What You Need to Know

Custom benchmarks needs to match the investor’s portfolio, Benz says.
Advisors or clients can use common funds to build the personalized benchmark.
Benz also suggests checking whether the asset allocation suits the client’s life stage.

Benchmarking an individual investor’s portfolio generally involves more than relying on common yardsticks like the S&P 500 or the Bloomberg U.S. Aggregate Bond indexes, Christine Benz maintained in a recent post.

Those measures assume that an investor is fully invested in that asset class, either all stocks or all bonds, and few are, said Benz, Morningstar’s personal finance and retirement planning director.

“Comparing your performance with that of an S&P 500 index fund, or even a total stock market index fund, is a poor choice unless your portfolio is 100% U.S. stocks,” Benz wrote. ”Instead, it’s better to compare your results with a benchmark that roughly matches your own portfolio’s asset allocation.”

Advisors helping clients design a personalized benchmark might check out Benz’s tips for doing so.

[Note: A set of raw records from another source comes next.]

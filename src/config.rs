use serde::{Deserialize, Serialize};
use std::fs;
use std::env;
use std::path::Path;
use anyhow::{Result, Context};

pub const DEFAULT_CONFIG_PATH: &str = "data/config.yaml";
pub const CITY_PLACEHOLDER: &str = "{city}";

#[derive(Debug, Serialize, Deserialize, Clone)]
pub struct Config {
    pub cities: Vec<String>,
    #[serde(default = "default_max_price")]
    pub max_price: i64,
    #[serde(default = "default_min_area")]
    pub min_area: i64,
    #[serde(default = "default_require_furnished")]
    pub require_furnished: bool,
    #[serde(default = "default_check_interval_seconds")]
    pub check_interval_seconds: u64,
    pub ntfy_url: String,
    #[serde(default = "default_ntfy_tags")]
    pub ntfy_tags: String,
    /// Seen-set location; defaults by backend, see `seen_store_path`
    #[serde(default, skip_serializing_if = "Option::is_none")]
    pub cache_path: Option<String>,
    #[serde(default)]
    pub cache_backend: CacheBackend,
    #[serde(default = "default_tracing_level")]
    pub tracing_level: String,
    #[serde(default = "default_user_agent")]
    pub user_agent: String,
    #[serde(default = "default_request_timeout_seconds")]
    pub request_timeout_seconds: u64,
    #[serde(default)]
    pub pararius: ParariusConfig,
    #[serde(default)]
    pub kamernet: KamernetConfig,
}

#[derive(Debug, Serialize, Deserialize, Clone, Copy, PartialEq, Eq, Default)]
#[serde(rename_all = "lowercase")]
pub enum CacheBackend {
    /// Newline-delimited list of links
    #[default]
    File,
    Sqlite,
}

#[derive(Debug, Serialize, Deserialize, Clone)]
#[serde(default)]
pub struct ParariusConfig {
    pub enabled: bool,
    pub search_url: String,
    pub selectors: ParariusSelectors,
}

impl Default for ParariusConfig {
    fn default() -> Self {
        Self {
            enabled: true,
            search_url: "https://www.pararius.com/apartments/{city}/huurperiode-6-600".to_string(),
            selectors: ParariusSelectors::default(),
        }
    }
}

/// CSS selectors for Pararius markup. These track the live site and break
/// whenever it is redesigned, so they can be overridden from the config file.
#[derive(Debug, Serialize, Deserialize, Clone)]
#[serde(default)]
pub struct ParariusSelectors {
    pub candidate: String,
    pub link: String,
    pub title: String,
    pub location: String,
    pub price: String,
    pub area: String,
    pub rooms: String,
    pub interior: String,
    pub utilities_badge: String,
    pub features: String,
}

impl Default for ParariusSelectors {
    fn default() -> Self {
        Self {
            candidate: "ul.search-list > li.search-list__item--listing".to_string(),
            link: "a.listing-search-item__link[href]".to_string(),
            title: "h2.listing-search-item__title".to_string(),
            location: "div.listing-search-item__sub-title".to_string(),
            price: "div.listing-search-item__price".to_string(),
            area: "li.illustrated-features__item--surface-area".to_string(),
            rooms: "li.illustrated-features__item--number-of-rooms".to_string(),
            interior: "li.illustrated-features__item--interior".to_string(),
            utilities_badge: "wc-price-transparency-badge".to_string(),
            features: "ul.listing-features__sub-description".to_string(),
        }
    }
}

#[derive(Debug, Serialize, Deserialize, Clone)]
#[serde(default)]
pub struct KamernetConfig {
    pub enabled: bool,
    pub search_url: String,
    pub selectors: KamernetSelectors,
}

impl Default for KamernetConfig {
    fn default() -> Self {
        Self {
            enabled: true,
            // radius 4 = 5km, 2 persons
            search_url: "https://kamernet.nl/en/for-rent/properties-{city}?radius=4&suitableForNumberOfPersons=2".to_string(),
            selectors: KamernetSelectors::default(),
        }
    }
}

/// CSS selectors for Kamernet markup (search cards and listing page)
#[derive(Debug, Serialize, Deserialize, Clone)]
#[serde(default)]
pub struct KamernetSelectors {
    pub candidate: String,
    pub name: String,
    pub overview: String,
    pub detail_row: String,
    pub price: String,
    pub utilities: String,
    pub area: String,
    pub interior: String,
    pub location: String,
}

impl Default for KamernetSelectors {
    fn default() -> Self {
        Self {
            candidate: "[class*=\"SearchResultCard_root__\"]".to_string(),
            name: "#page-content > section > h3".to_string(),
            overview: "div[class*=\"ListingFound\"] > section > div[class^=\"Overview\"]".to_string(),
            detail_row: "[class*=\"PropertyDetails_row___\"]".to_string(),
            price: "[class*=\"PropertyDetails_price__\"]".to_string(),
            utilities: "p".to_string(),
            area: "h6".to_string(),
            interior: "p".to_string(),
            location: "#map > p[class*=\"CommonStyles_margin_bottom_2__\"]".to_string(),
        }
    }
}

fn default_max_price() -> i64 {
    1600
}

fn default_min_area() -> i64 {
    25
}

fn default_require_furnished() -> bool {
    true
}

fn default_check_interval_seconds() -> u64 {
    180 // 3 minutes
}

fn default_ntfy_tags() -> String {
    "house".to_string()
}

fn default_tracing_level() -> String {
    "info".to_string()
}

fn default_user_agent() -> String {
    "Mozilla/5.0 (Windows NT 10.0; Win64; x64)".to_string()
}

fn default_request_timeout_seconds() -> u64 {
    30
}

impl Config {
    pub fn load(path: &str) -> Result<Self> {
        let config_str = fs::read_to_string(path)
            .with_context(|| format!("Failed to read config file {}", path))?;
        let mut config = Self::from_yaml(&config_str)?;

        config.apply_env_overrides()?;
        config.validate()?;

        Ok(config)
    }

    pub fn from_yaml(config_str: &str) -> Result<Self> {
        serde_yaml::from_str(config_str).context("Failed to parse config YAML")
    }

    fn apply_env_overrides(&mut self) -> Result<()> {
        if let Ok(cities) = env::var("CITIES") {
            // Parse comma-separated cities
            self.cities = cities.split(',')
                .map(|s| s.trim().to_string())
                .filter(|s| !s.is_empty())
                .collect();
        }

        if let Ok(max_price) = env::var("MAX_PRICE") {
            self.max_price = max_price.parse()
                .context("Failed to parse MAX_PRICE environment variable")?;
        }

        if let Ok(min_area) = env::var("MIN_AREA") {
            self.min_area = min_area.parse()
                .context("Failed to parse MIN_AREA environment variable")?;
        }

        if let Ok(require_furnished) = env::var("REQUIRE_FURNISHED") {
            self.require_furnished = require_furnished.parse()
                .context("Failed to parse REQUIRE_FURNISHED environment variable")?;
        }

        if let Ok(check_interval) = env::var("CHECK_INTERVAL_SECONDS") {
            self.check_interval_seconds = check_interval.parse()
                .context("Failed to parse CHECK_INTERVAL_SECONDS environment variable")?;
        }

        if let Ok(ntfy_url) = env::var("NTFY_URL") {
            self.ntfy_url = ntfy_url;
        }

        if let Ok(cache_path) = env::var("CACHE_PATH") {
            self.cache_path = Some(cache_path);
        }

        if let Ok(tracing_level) = env::var("TRACING_LEVEL") {
            self.tracing_level = tracing_level;
        }

        if let Ok(user_agent) = env::var("USER_AGENT") {
            self.user_agent = user_agent;
        }

        Ok(())
    }

    pub fn validate(&self) -> Result<()> {
        if self.cities.is_empty() {
            anyhow::bail!("At least one city is required (set via config file or CITIES env var)");
        }

        if self.ntfy_url.trim().is_empty() {
            anyhow::bail!("ntfy_url is required (set via config file or NTFY_URL env var)");
        }

        if self.check_interval_seconds == 0 {
            anyhow::bail!("check_interval_seconds must be greater than zero");
        }

        if self.request_timeout_seconds == 0 {
            anyhow::bail!("request_timeout_seconds must be greater than zero");
        }

        if self.pararius.enabled && !self.pararius.search_url.contains(CITY_PLACEHOLDER) {
            anyhow::bail!("pararius.search_url must contain the {} placeholder", CITY_PLACEHOLDER);
        }

        if self.kamernet.enabled && !self.kamernet.search_url.contains(CITY_PLACEHOLDER) {
            anyhow::bail!("kamernet.search_url must contain the {} placeholder", CITY_PLACEHOLDER);
        }

        Ok(())
    }

    pub fn is_multi_city(&self) -> bool {
        self.cities.len() > 1
    }

    /// Configured `cache_path`, or the backend's default file.
    pub fn seen_store_path(&self) -> &str {
        match (&self.cache_path, self.cache_backend) {
            (Some(path), _) => path,
            (None, CacheBackend::File) => "data/cache.txt",
            (None, CacheBackend::Sqlite) => "data/seen.db",
        }
    }

    pub fn create_default(path: &str) -> Result<()> {
        if let Some(parent) = Path::new(path).parent() {
            fs::create_dir_all(parent)?;
        }

        let default_config = Config {
            cities: vec!["eindhoven".to_string()],
            max_price: default_max_price(),
            min_area: default_min_area(),
            require_furnished: default_require_furnished(),
            check_interval_seconds: default_check_interval_seconds(),
            ntfy_url: "https://ntfy.sh/YOUR_TOPIC".to_string(),
            ntfy_tags: default_ntfy_tags(),
            cache_path: None,
            cache_backend: CacheBackend::File,
            tracing_level: default_tracing_level(),
            user_agent: default_user_agent(),
            request_timeout_seconds: default_request_timeout_seconds(),
            pararius: ParariusConfig::default(),
            kamernet: KamernetConfig::default(),
        };

        let config_str = serde_yaml::to_string(&default_config)?;
        fs::write(path, config_str)?;
        Ok(())
    }
}

/// Fills the `{city}` placeholder of a search URL template.
pub fn search_url_for(template: &str, city: &str) -> String {
    template.replace(CITY_PLACEHOLDER, &urlencoding::encode(city))
}

#[cfg(test)]
mod tests {
    use super::*;

    const MINIMAL: &str = r#"
cities: [eindhoven, veldhoven]
ntfy_url: https://ntfy.sh/mytopic
"#;

    #[test]
    fn test_minimal_config_uses_defaults() {
        let config = Config::from_yaml(MINIMAL).unwrap();
        assert_eq!(config.cities, vec!["eindhoven", "veldhoven"]);
        assert_eq!(config.max_price, 1600);
        assert_eq!(config.min_area, 25);
        assert!(config.require_furnished);
        assert_eq!(config.check_interval_seconds, 180);
        assert_eq!(config.ntfy_tags, "house");
        assert_eq!(config.cache_backend, CacheBackend::File);
        assert_eq!(config.seen_store_path(), "data/cache.txt");
        assert!(config.pararius.enabled);
        assert!(config.kamernet.search_url.contains("{city}"));
        assert!(config.is_multi_city());
        assert!(config.validate().is_ok());
    }

    #[test]
    fn test_partial_selector_override_keeps_other_defaults() {
        let yaml = r#"
cities: [eindhoven]
ntfy_url: https://ntfy.sh/mytopic
cache_backend: sqlite
pararius:
  selectors:
    price: span.price
"#;
        let config = Config::from_yaml(yaml).unwrap();
        assert_eq!(config.cache_backend, CacheBackend::Sqlite);
        assert_eq!(config.seen_store_path(), "data/seen.db");
        assert_eq!(config.pararius.selectors.price, "span.price");
        assert_eq!(config.pararius.selectors.title, "h2.listing-search-item__title");
        assert!(config.pararius.enabled);
        assert!(!config.is_multi_city());
    }

    #[test]
    fn test_validate_rejects_missing_cities() {
        let mut config = Config::from_yaml(MINIMAL).unwrap();
        config.cities.clear();
        assert!(config.validate().is_err());
    }

    #[test]
    fn test_validate_rejects_zero_timeout() {
        let mut config = Config::from_yaml(MINIMAL).unwrap();
        config.request_timeout_seconds = 0;
        let err = config.validate().unwrap_err();
        assert!(err.to_string().contains("request_timeout_seconds"));
    }

    #[test]
    fn test_explicit_cache_path_wins_over_backend_default() {
        let yaml = r#"
cities: [eindhoven]
ntfy_url: https://ntfy.sh/mytopic
cache_backend: sqlite
cache_path: /var/lib/rentwatch/links.sqlite
"#;
        let config = Config::from_yaml(yaml).unwrap();
        assert_eq!(config.seen_store_path(), "/var/lib/rentwatch/links.sqlite");
    }

    #[test]
    fn test_validate_rejects_template_without_placeholder() {
        let mut config = Config::from_yaml(MINIMAL).unwrap();
        config.kamernet.search_url = "https://kamernet.nl/en/for-rent/properties-eindhoven".to_string();
        assert!(config.validate().is_err());

        config.kamernet.enabled = false;
        assert!(config.validate().is_ok());
    }

    #[test]
    fn test_search_url_for_encodes_city() {
        let url = search_url_for("https://www.pararius.com/apartments/{city}/huurperiode-6-600", "den haag");
        assert_eq!(url, "https://www.pararius.com/apartments/den%20haag/huurperiode-6-600");
    }

    #[test]
    fn test_create_default_round_trips() {
        let dir = tempfile::tempdir().unwrap();
        let path = dir.path().join("data").join("config.yaml");
        let path = path.to_str().unwrap();

        Config::create_default(path).unwrap();
        let config = Config::from_yaml(&fs::read_to_string(path).unwrap()).unwrap();
        assert_eq!(config.cities, vec!["eindhoven"]);
        assert_eq!(config.kamernet.selectors.area, "h6");
        assert_eq!(config.cache_path, None);
    }
}
use super::{absolute_link, selector};
use crate::config::{search_url_for, ParariusConfig};
use crate::extract::{all_words_of, bool_of, int_of, pattern, text_of};
use crate::http_client::Fetcher;
use crate::models::{Listing, TriState};
use crate::scraper_trait::Scraper;
use anyhow::{Context, Result};
use async_trait::async_trait;
use regex::Regex;
use reqwest::Url;
use scraper::{Html, Selector};
use std::collections::HashSet;
use std::sync::Arc;

const SOURCE: &str = "Pararius";

struct Selectors {
    candidate: Selector,
    link: Selector,
    title: Selector,
    location: Selector,
    price: Selector,
    area: Selector,
    rooms: Selector,
    interior: Selector,
    utilities_badge: Selector,
    features: Selector,
}

pub struct ParariusScraper {
    fetcher: Arc<dyn Fetcher>,
    enabled: bool,
    search_url: String,
    selectors: Selectors,
    furnished: Regex,
    utility_words: Vec<Regex>,
    upholstery: Regex,
}

impl ParariusScraper {
    pub fn new(fetcher: Arc<dyn Fetcher>, config: &ParariusConfig) -> Result<Self> {
        let s = &config.selectors;
        let selectors = Selectors {
            candidate: selector(&s.candidate)?,
            link: selector(&s.link)?,
            title: selector(&s.title)?,
            location: selector(&s.location)?,
            price: selector(&s.price)?,
            area: selector(&s.area)?,
            rooms: selector(&s.rooms)?,
            interior: selector(&s.interior)?,
            utilities_badge: selector(&s.utilities_badge)?,
            features: selector(&s.features)?,
        };

        let utility_words = ["gas", "water", "electricity"]
            .iter()
            .map(|w| pattern(&format!(r"\b{}\b", w)))
            .collect::<Result<Vec<_>>>()?;

        Ok(Self {
            fetcher,
            enabled: config.enabled,
            search_url: config.search_url.clone(),
            selectors,
            furnished: pattern(r"\bfurnished")?,
            utility_words,
            upholstery: pattern(r"\bupholstery\b")?,
        })
    }

    /// Extracts every candidate that carries a link. Utilities are `True`
    /// when the price transparency badge is shown, `Unknown` otherwise.
    fn parse_search_page(&self, html: &str, search_url: &str, city: &str) -> Result<Vec<Listing>> {
        let base = Url::parse(search_url).with_context(|| format!("Invalid search URL {}", search_url))?;
        let document = Html::parse_document(html);
        let s = &self.selectors;

        let mut listings = Vec::new();
        for (index, element) in document.select(&s.candidate).enumerate() {
            let link = element
                .select(&s.link)
                .next()
                .and_then(|a| a.value().attr("href"))
                .and_then(|href| absolute_link(&base, href));

            let Some(link) = link else {
                tracing::trace!("Skipping candidate #{} - no link", index + 1);
                continue;
            };

            let rooms = int_of(element.select(&s.rooms).next());
            let has_badge = element.select(&s.utilities_badge).next().is_some();

            listings.push(Listing {
                name: text_of(element.select(&s.title).next()),
                location: text_of(element.select(&s.location).next()),
                city: city.to_string(),
                price: int_of(element.select(&s.price).next()),
                utilities_included: if has_badge { TriState::True } else { TriState::Unknown },
                area: int_of(element.select(&s.area).next()),
                rooms: Some(rooms).filter(|r| *r >= 0),
                furnished: bool_of(element.select(&s.interior).next(), &self.furnished),
                link,
                source: SOURCE.to_string(),
            });
        }

        Ok(listings)
    }

    /// Reads the feature description of a listing page. Mentioning gas,
    /// water and electricity together, or upholstery, counts as bills included.
    fn parse_utilities(&self, html: &str) -> TriState {
        let document = Html::parse_document(html);
        let features = document.select(&self.selectors.features).next();

        match (
            all_words_of(features, &self.utility_words),
            bool_of(features, &self.upholstery),
        ) {
            (TriState::Unknown, _) => TriState::Unknown,
            (TriState::True, _) | (_, TriState::True) => TriState::True,
            _ => TriState::False,
        }
    }
}

#[async_trait]
impl Scraper for ParariusScraper {
    fn name(&self) -> &str {
        SOURCE
    }

    fn is_enabled(&self) -> bool {
        self.enabled
    }

    async fn scrape(&self, city: &str, seen: &HashSet<String>) -> Result<Vec<Listing>> {
        let url = search_url_for(&self.search_url, city);
        tracing::debug!("Scraping {}", url);

        let html = self.fetcher.get_text(&url).await?;
        let candidates = self.parse_search_page(&html, &url, city)?;
        tracing::debug!("{} candidates on {}", candidates.len(), url);

        let mut listings = Vec::new();
        for mut listing in candidates {
            if seen.contains(&listing.link) {
                tracing::trace!("Already seen {}", listing.link);
                continue;
            }

            let page = self.fetcher.get_text(&listing.link).await?;
            if !listing.utilities_included.is_true() {
                listing.utilities_included = self.parse_utilities(&page);
            }

            tracing::debug!("Found listing: {} ({}, €{}, {} m²)", listing.name, listing.link, listing.price, listing.area);
            listings.push(listing);
        }

        Ok(listings)
    }
}

#[cfg(test)]
mod tests {
    use super::*;
    use crate::http_client::fixtures::FixtureFetcher;

    const SEARCH_URL: &str = "https://www.pararius.com/apartments/eindhoven/huurperiode-6-600";

    const SEARCH_PAGE: &str = r#"
        <html><body>
          <ul class="search-list">
            <li class="search-list__item search-list__item--listing">
              <section class="listing-search-item">
                <h2 class="listing-search-item__title">
                  <a class="listing-search-item__link listing-search-item__link--title" href="/apartment-for-rent/eindhoven/aaa111/kruisstraat">Apartment Kruisstraat</a>
                </h2>
                <div class="listing-search-item__sub-title">5611 BP Eindhoven (Binnenstad)</div>
                <div class="listing-search-item__price">€1,450 per month</div>
                <ul class="illustrated-features">
                  <li class="illustrated-features__item illustrated-features__item--surface-area">52 m²</li>
                  <li class="illustrated-features__item illustrated-features__item--number-of-rooms">2 rooms</li>
                  <li class="illustrated-features__item illustrated-features__item--interior">Furnished</li>
                </ul>
                <wc-price-transparency-badge></wc-price-transparency-badge>
              </section>
            </li>
            <li class="search-list__item search-list__item--listing">
              <section class="listing-search-item">
                <h2 class="listing-search-item__title">
                  <a class="listing-search-item__link listing-search-item__link--title" href="/apartment-for-rent/eindhoven/bbb222/vestdijk">Apartment Vestdijk</a>
                </h2>
                <div class="listing-search-item__price">Price on request</div>
                <ul class="illustrated-features">
                  <li class="illustrated-features__item illustrated-features__item--surface-area">30 m²</li>
                  <li class="illustrated-features__item illustrated-features__item--interior">Upholstered</li>
                </ul>
              </section>
            </li>
            <li class="search-list__item search-list__item--listing">
              <section class="listing-search-item">
                <h2 class="listing-search-item__title">No link here</h2>
              </section>
            </li>
            <li class="search-list__item search-list__item--project">
              <a class="listing-search-item__link" href="/new-build/eindhoven/ccc333">Project</a>
            </li>
          </ul>
        </body></html>
    "#;

    const DETAIL_WITH_BILLS: &str = r#"
        <html><body>
          <ul class="listing-features__sub-description">
            <li>Includes: gas, water, electricity and internet</li>
          </ul>
        </body></html>
    "#;

    const DETAIL_WITHOUT_FEATURES: &str = "<html><body><p>Nothing here</p></body></html>";

    fn scraper_with(fetcher: Arc<FixtureFetcher>) -> ParariusScraper {
        ParariusScraper::new(fetcher, &ParariusConfig::default()).unwrap()
    }

    #[test]
    fn test_parse_search_page() {
        let scraper = scraper_with(Arc::new(FixtureFetcher::default()));
        let listings = scraper.parse_search_page(SEARCH_PAGE, SEARCH_URL, "eindhoven").unwrap();

        assert_eq!(listings.len(), 2, "candidate without link and project items are skipped");

        let first = &listings[0];
        assert_eq!(first.name, "Apartment Kruisstraat");
        assert_eq!(first.location, "5611 BP Eindhoven (Binnenstad)");
        assert_eq!(first.city, "eindhoven");
        assert_eq!(first.price, 1450);
        assert_eq!(first.area, 52);
        assert_eq!(first.rooms, Some(2));
        assert_eq!(first.furnished, TriState::True);
        assert_eq!(first.utilities_included, TriState::True);
        assert_eq!(first.link, "https://www.pararius.com/apartment-for-rent/eindhoven/aaa111/kruisstraat");
        assert_eq!(first.source, "Pararius");

        let second = &listings[1];
        assert_eq!(second.location, "Unknown");
        assert_eq!(second.price, -1);
        assert_eq!(second.rooms, None);
        assert_eq!(second.furnished, TriState::False);
        assert_eq!(second.utilities_included, TriState::Unknown);
    }

    #[test]
    fn test_unfurnished_interior_is_not_read_as_furnished() {
        let html = r#"
            <ul class="search-list">
              <li class="search-list__item search-list__item--listing">
                <a class="listing-search-item__link listing-search-item__link--title" href="/apartment-for-rent/eindhoven/ddd444/woenselse-markt">Apartment Woenselse Markt</a>
                <ul class="illustrated-features">
                  <li class="illustrated-features__item illustrated-features__item--interior">Unfurnished</li>
                </ul>
              </li>
            </ul>
        "#;
        let scraper = scraper_with(Arc::new(FixtureFetcher::default()));
        let listings = scraper.parse_search_page(html, SEARCH_URL, "eindhoven").unwrap();

        assert_eq!(listings.len(), 1);
        assert_eq!(listings[0].furnished, TriState::False);
    }

    #[test]
    fn test_parse_utilities_requires_all_three_or_upholstery() {
        let scraper = scraper_with(Arc::new(FixtureFetcher::default()));
        assert_eq!(scraper.parse_utilities(DETAIL_WITH_BILLS), TriState::True);
        assert_eq!(scraper.parse_utilities(DETAIL_WITHOUT_FEATURES), TriState::Unknown);

        let partial = r#"<ul class="listing-features__sub-description"><li>Water and gas</li></ul>"#;
        assert_eq!(scraper.parse_utilities(partial), TriState::False);

        let upholstery = r#"<ul class="listing-features__sub-description"><li>Including upholstery</li></ul>"#;
        assert_eq!(scraper.parse_utilities(upholstery), TriState::True);
    }

    #[tokio::test]
    async fn test_scrape_skips_seen_links_without_detail_fetch() {
        let fetcher = Arc::new(
            FixtureFetcher::default()
                .with_page(SEARCH_URL, SEARCH_PAGE)
                .with_page("https://www.pararius.com/apartment-for-rent/eindhoven/bbb222/vestdijk", DETAIL_WITH_BILLS),
        );
        let scraper = scraper_with(fetcher.clone());

        let seen: HashSet<String> =
            ["https://www.pararius.com/apartment-for-rent/eindhoven/aaa111/kruisstraat".to_string()].into();
        let listings = scraper.scrape("eindhoven", &seen).await.unwrap();

        assert_eq!(listings.len(), 1);
        assert_eq!(listings[0].name, "Apartment Vestdijk");
        assert_eq!(listings[0].utilities_included, TriState::True);
        assert_eq!(
            fetcher.requested(),
            vec![
                SEARCH_URL.to_string(),
                "https://www.pararius.com/apartment-for-rent/eindhoven/bbb222/vestdijk".to_string(),
            ]
        );
    }

    #[tokio::test]
    async fn test_scrape_propagates_detail_fetch_failure() {
        let fetcher = Arc::new(FixtureFetcher::default().with_page(SEARCH_URL, SEARCH_PAGE));
        let scraper = scraper_with(fetcher);

        let result = scraper.scrape("eindhoven", &HashSet::new()).await;
        assert!(result.is_err());
    }

    #[test]
    fn test_invalid_configured_selector_fails_construction() {
        let mut config = ParariusConfig::default();
        config.selectors.price = "div[".to_string();
        let result = ParariusScraper::new(Arc::new(FixtureFetcher::default()), &config);
        assert!(result.is_err());
    }
}
//! Tolerant field extractors shared by every source adapter.
//!
//! None of these fail: a missing node or odd text degrades to a sentinel
//! ("Unknown", -1 or `TriState::Unknown`) so one field never discards an
//! otherwise usable listing.

use crate::models::TriState;
use anyhow::{Context, Result};
use regex::Regex;
use scraper::ElementRef;

pub const UNKNOWN_TEXT: &str = "Unknown";

/// Compiles a case-insensitive search pattern.
pub fn pattern(src: &str) -> Result<Regex> {
    Regex::new(&format!("(?i){}", src)).with_context(|| format!("Invalid pattern '{}'", src))
}

pub fn text_of(node: Option<ElementRef>) -> String {
    match node {
        Some(el) => el.text().collect::<String>().trim().to_string(),
        None => UNKNOWN_TEXT.to_string(),
    }
}

/// Keeps only the ASCII digits of the node text ("€1.400,-" -> 1400).
pub fn int_of(node: Option<ElementRef>) -> i64 {
    if node.is_none() {
        return -1;
    }

    let digits: String = text_of(node).chars().filter(|c| c.is_ascii_digit()).collect();
    digits.parse::<i64>().unwrap_or(-1)
}

pub fn bool_of(node: Option<ElementRef>, pattern: &Regex) -> TriState {
    match node {
        Some(_) => pattern.is_match(&text_of(node)).into(),
        None => TriState::Unknown,
    }
}

/// True when every word appears somewhere in the node text as a whole word.
pub fn all_words_of(node: Option<ElementRef>, words: &[Regex]) -> TriState {
    match node {
        Some(_) => {
            let text = text_of(node);
            words.iter().all(|w| w.is_match(&text)).into()
        }
        None => TriState::Unknown,
    }
}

Even then, she cautions, a custom benchmark doesn’t tell clients whether their portfolio is reasonable for their life stage.

Investors in their 30s outpacing Bloomberg’s bond index, for example, still might be relying on a portfolio that’s too conservative for their age.

Create a custom benchmark of inexpensive index funds or exchange-traded funds that mirrors the client’s asset allocation.

Such a benchmark may provide insight into whether the investor should consider a simpler or less expensive portfolio.

Investors with their portfolio saved on Morningstar.com can use the firm’s X-Ray tab to find their portfolio’s current asset allocation and then use it set the weightings for the custom benchmark, Benz noted.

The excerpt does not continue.